Andrew had gone to Dundee to search for work, and whilst Elizabeth worked manufacturing jute in a mill from thirteen years of age onward, Andrew became a tanner. On returning to Edinburgh, he found work with the town council as a road-sweeper, rising early and being paid a low wage.

===Church Life===
Margaret Sinclair was baptised at St Patrick's Church on 11 April, 1900. On 8 May 1910, she was confirmed in St Patrick's Church, Edinburgh and received the Eucharist for the first time.

Both her older brother John and her father served in World War I. Sinclair left school at the age of fourteen and, from 1914 to 1918, worked full-time at Waverley Cabinet Works as an apprentice French polisher, and became an active member of her trade union.
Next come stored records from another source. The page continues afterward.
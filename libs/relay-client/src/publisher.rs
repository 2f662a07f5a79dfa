use std::collections::HashMap;
use std::future::Future;
use std::pin::Pin;
use std::sync::atomic::{AtomicBool, AtomicU64, Ordering};
use std::sync::{Arc, Mutex, MutexGuard};
use std::task::{Context, Poll};
use std::time::Duration;

use tokio::sync::{OwnedSemaphorePermit, Semaphore, mpsc, oneshot};
use tokio::task::JoinHandle;
use tokio::time::Instant;

use relay_api::{HashPartitioner, Message, PartitionId, Partitioner, now_ms};

use crate::config::{MAX_IN_FLIGHT, PublisherConfig};
use crate::connection::ConnectionManager;
use crate::error::DeliveryError;

// ═══════════════════════════════════════════════════════════════
//  Options / receipts
// ═══════════════════════════════════════════════════════════════

/// Per-publish overrides. Unset fields fall back to [`PublisherConfig`].
#[derive(Debug, Clone, Default)]
pub struct PublishOptions {
    /// Key used for partition selection instead of the message key.
    pub partition_key: Option<Vec<u8>>,
    pub timeout: Option<Duration>,
    /// `true`: an unroutable message fails with `DeliveryError::Unroutable`.
    /// `false`: it resolves to `DeliveryReceipt::Unrouted`.
    pub mandatory: Option<bool>,
}

impl PublishOptions {
    pub fn new() -> Self {
        Self::default()
    }

    pub fn with_partition_key(mut self, key: impl Into<Vec<u8>>) -> Self {
        self.partition_key = Some(key.into());
        self
    }

    pub fn with_timeout(mut self, timeout: Duration) -> Self {
        self.timeout = Some(timeout);
        self
    }

    pub fn mandatory(mut self, mandatory: bool) -> Self {
        self.mandatory = Some(mandatory);
        self
    }
}

#[derive(Debug, Clone, PartialEq, Eq)]
pub enum DeliveryReceipt {
    /// The broker stored the message at `offset`.
    Acked { partition: PartitionId, offset: u64 },
    /// Non-mandatory message with no destination; dropped by the broker.
    Unrouted { topic: String },
}

impl DeliveryReceipt {
    pub fn partition(&self) -> Option<&PartitionId> {
        match self {
            DeliveryReceipt::Acked { partition, .. } => Some(partition),
            DeliveryReceipt::Unrouted { .. } => None,
        }
    }

    pub fn offset(&self) -> Option<u64> {
        match self {
            DeliveryReceipt::Acked { offset, .. } => Some(*offset),
            DeliveryReceipt::Unrouted { .. } => None,
        }
    }
}

type DeliveryResult = Result<DeliveryReceipt, DeliveryError>;

enum DeliveryState {
    Ready(Option<DeliveryResult>),
    Pending(oneshot::Receiver<DeliveryResult>),
}

/// Resolves once the broker acknowledged the message, or with the reason it did not.
pub struct DeliveryFuture {
    state: DeliveryState,
}

impl DeliveryFuture {
    fn ready(result: DeliveryResult) -> Self {
        Self {
            state: DeliveryState::Ready(Some(result)),
        }
    }

    fn pending(rx: oneshot::Receiver<DeliveryResult>) -> Self {
        Self {
            state: DeliveryState::Pending(rx),
        }
    }
}

impl Future for DeliveryFuture {
    type Output = DeliveryResult;

    fn poll(mut self: Pin<&mut Self>, cx: &mut Context<'_>) -> Poll<Self::Output> {
        match &mut self.state {
            DeliveryState::Ready(result) => Poll::Ready(result.take().unwrap_or_else(|| {
                Err(DeliveryError::ConnectionLost("delivery already resolved".into()))
            })),
            DeliveryState::Pending(rx) => Pin::new(rx).poll(cx).map(|r| {
                r.unwrap_or_else(|_| Err(DeliveryError::ConnectionLost("publisher dropped".into())))
            }),
        }
    }
}

// ═══════════════════════════════════════════════════════════════
//  Lanes
// ═══════════════════════════════════════════════════════════════

/// One queued send. The window permit is released after the reply.
struct PendingSend {
    message: Message,
    deadline: Instant,
    timeout: Duration,
    mandatory: bool,
    reply: oneshot::Sender<DeliveryResult>,
    _permit: OwnedSemaphorePermit,
}

/// Ordered send queue of one partition. Sends are issued one at a time.
struct Lane {
    tx: mpsc::UnboundedSender<PendingSend>,
    handle: JoinHandle<()>,
}

type PartitionCounts = Arc<Mutex<HashMap<String, u32>>>;

fn lock<T>(m: &Mutex<T>) -> MutexGuard<'_, T> {
    match m.lock() {
        Ok(g) => g,
        Err(poisoned) => {
            tracing::warn!("publisher lock was poisoned, recovering");
            poisoned.into_inner()
        }
    }
}

async fn run_lane(
    id: PartitionId,
    connection: Arc<ConnectionManager>,
    counts: PartitionCounts,
    mut rx: mpsc::UnboundedReceiver<PendingSend>,
) {
    while let Some(send) = rx.recv().await {
        let PendingSend {
            message,
            deadline,
            timeout,
            mandatory,
            reply,
            _permit,
        } = send;

        let produce = connection.retrying(|t| {
            let message = message.clone();
            let topic = id.topic.clone();
            let partition = id.partition;
            async move { t.produce(&topic, partition, message).await }
        });
        let sent = tokio::time::timeout_at(deadline, async { produce.await.map_err(DeliveryError::from) }).await;

        let outcome = match sent {
            Ok(Ok(offset)) => {
                tracing::trace!(partition = %id, offset, "publish acknowledged");
                Ok(DeliveryReceipt::Acked {
                    partition: id.clone(),
                    offset,
                })
            }
            Ok(Err(DeliveryError::Unroutable(reason))) => {
                lock(&counts).remove(&id.topic);
                unrouted(&id.topic, reason, mandatory)
            }
            Ok(Err(e)) => {
                tracing::warn!(partition = %id, error = %e, "publish failed");
                Err(e)
            }
            Err(_) => {
                tracing::warn!(partition = %id, timeout_ms = timeout.as_millis() as u64, "publish timed out");
                Err(DeliveryError::Timeout(timeout))
            }
        };
        let _ = reply.send(outcome);
    }
    tracing::debug!(partition = %id, "publisher lane stopped");
}

fn unrouted(topic: &str, reason: String, mandatory: bool) -> DeliveryResult {
    if mandatory {
        tracing::warn!(topic, %reason, "mandatory publish is unroutable");
        Err(DeliveryError::Unroutable(reason))
    } else {
        tracing::warn!(topic, %reason, "message unroutable, dropped");
        Ok(DeliveryReceipt::Unrouted {
            topic: topic.to_string(),
        })
    }
}

// ═══════════════════════════════════════════════════════════════
//  Publisher
// ═══════════════════════════════════════════════════════════════

/// Partition-aware publisher with a bounded unacknowledged-send window.
///
/// Messages for the same partition are sent in `publish` call order with one
/// send in flight per partition. Each publisher keeps its own window; several
/// publishers may share one [`ConnectionManager`].
pub struct Publisher {
    connection: Arc<ConnectionManager>,
    config: PublisherConfig,
    partitioner: Arc<dyn Partitioner>,
    window: Arc<Semaphore>,
    capacity: u32,
    clock: AtomicU64,
    sequence: AtomicU64,
    counts: PartitionCounts,
    lanes: Mutex<HashMap<PartitionId, Lane>>,
    closed: AtomicBool,
}

impl Publisher {
    pub fn new(connection: Arc<ConnectionManager>, config: PublisherConfig) -> Self {
        let capacity = u32::try_from(config.max_in_flight)
            .unwrap_or(MAX_IN_FLIGHT)
            .clamp(1, MAX_IN_FLIGHT);
        Self {
            connection,
            config,
            partitioner: Arc::new(HashPartitioner::new()),
            window: Arc::new(Semaphore::new(capacity as usize)),
            capacity,
            clock: AtomicU64::new(0),
            sequence: AtomicU64::new(0),
            counts: Arc::new(Mutex::new(HashMap::new())),
            lanes: Mutex::new(HashMap::new()),
            closed: AtomicBool::new(false),
        }
    }

    pub fn with_partitioner(mut self, partitioner: Arc<dyn Partitioner>) -> Self {
        self.partitioner = partitioner;
        self
    }

    /// Sends accepted but not yet resolved.
    pub fn in_flight(&self) -> usize {
        self.capacity as usize - self.window.available_permits()
    }

    /// Queue `message` for `topic`.
    ///
    /// Suspends while the window is full. Every failure, including a timeout
    /// while waiting for window space, is reported through the returned future.
    pub async fn publish(&self, topic: &str, message: Message, options: PublishOptions) -> DeliveryFuture {
        let timeout = options.timeout.unwrap_or_else(|| self.config.timeout());
        let mandatory = options.mandatory.unwrap_or(self.config.mandatory);
        let deadline = Instant::now() + timeout;

        if self.closed.load(Ordering::SeqCst) {
            return DeliveryFuture::ready(Err(DeliveryError::ConnectionLost("publisher closed".into())));
        }

        let permit = match tokio::time::timeout_at(deadline, self.window.clone().acquire_owned()).await {
            Ok(Ok(permit)) => permit,
            Ok(Err(_)) => {
                return DeliveryFuture::ready(Err(DeliveryError::ConnectionLost("publisher closed".into())));
            }
            Err(_) => {
                tracing::warn!(topic, timeout_ms = timeout.as_millis() as u64, "publish window full until deadline");
                return DeliveryFuture::ready(Err(DeliveryError::Timeout(timeout)));
            }
        };

        let partitions = match tokio::time::timeout_at(deadline, self.partition_count(topic)).await {
            Ok(Ok(n)) => n,
            Ok(Err(DeliveryError::Unroutable(reason))) => {
                return DeliveryFuture::ready(unrouted(topic, reason, mandatory));
            }
            Ok(Err(e)) => return DeliveryFuture::ready(Err(e)),
            Err(_) => return DeliveryFuture::ready(Err(DeliveryError::Timeout(timeout))),
        };

        let key = options.partition_key.as_deref().or(message.key());
        let partition = self.partitioner.partition(key, partitions);
        if partition >= partitions {
            return DeliveryFuture::ready(unrouted(
                topic,
                format!("partitioner chose {partition} of {partitions} partitions"),
                mandatory,
            ));
        }

        let id = PartitionId::new(topic, partition);
        let message = message
            .with_timestamp(self.next_timestamp())
            .with_sequence(self.sequence.fetch_add(1, Ordering::SeqCst) + 1);
        let (reply, rx) = oneshot::channel();
        let send = PendingSend {
            message,
            deadline,
            timeout,
            mandatory,
            reply,
            _permit: permit,
        };

        if self.enqueue(id, send).is_err() {
            return DeliveryFuture::ready(Err(DeliveryError::ConnectionLost("publisher closed".into())));
        }
        DeliveryFuture::pending(rx)
    }

    /// Wait until every send accepted so far has resolved.
    pub async fn flush(&self) {
        if let Ok(all) = self.window.acquire_many(self.capacity).await {
            drop(all);
        }
    }

    /// Flush, then stop the partition lanes. Later publishes fail with `ConnectionLost`.
    pub async fn close(&self) {
        if self.closed.swap(true, Ordering::SeqCst) {
            return;
        }
        self.flush().await;
        let lanes: Vec<Lane> = lock(&self.lanes).drain().map(|(_, lane)| lane).collect();
        for lane in lanes {
            drop(lane.tx);
            let _ = lane.handle.await;
        }
        self.window.close();
        tracing::debug!(endpoint = %self.connection.endpoint(), "publisher closed");
    }

    // ── internals ──

    /// Wall-clock publish time that never goes backwards within one publisher.
    fn next_timestamp(&self) -> u64 {
        let now = now_ms();
        self.clock.fetch_max(now, Ordering::SeqCst).max(now)
    }

    async fn partition_count(&self, topic: &str) -> Result<u32, DeliveryError> {
        if let Some(n) = lock(&self.counts).get(topic).copied() {
            return Ok(n);
        }
        let n = self
            .connection
            .retrying(|t| {
                let topic = topic.to_string();
                async move { t.partitions(&topic).await }
            })
            .await?;
        if n == 0 {
            return Err(DeliveryError::Unroutable(format!("topic '{topic}' has no partitions")));
        }
        lock(&self.counts).insert(topic.to_string(), n);
        Ok(n)
    }

    fn enqueue(&self, id: PartitionId, send: PendingSend) -> Result<(), PendingSend> {
        let mut lanes = lock(&self.lanes);
        if self.closed.load(Ordering::SeqCst) {
            return Err(send);
        }
        let lane = lanes.entry(id.clone()).or_insert_with(|| {
            let (tx, rx) = mpsc::unbounded_channel();
            let handle = tokio::spawn(run_lane(
                id,
                self.connection.clone(),
                self.counts.clone(),
                rx,
            ));
            Lane { tx, handle }
        });
        lane.tx.send(send).map_err(|e| e.0)
    }
}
The Scottish economy had been heavily dependent upon the war; a depression followed the end of the Great War. Many activities necessary for the war economy, such as arms production and ship construction, no longer played a major role in the Scottish Economy; the skills required to undertake these tasks were not easily transferable to the civilian economy. Margaret was unemployed, and by 1918 the Waverley Cabinet Works had shut its doors. She would later find work in a biscuit factory run by McVitie.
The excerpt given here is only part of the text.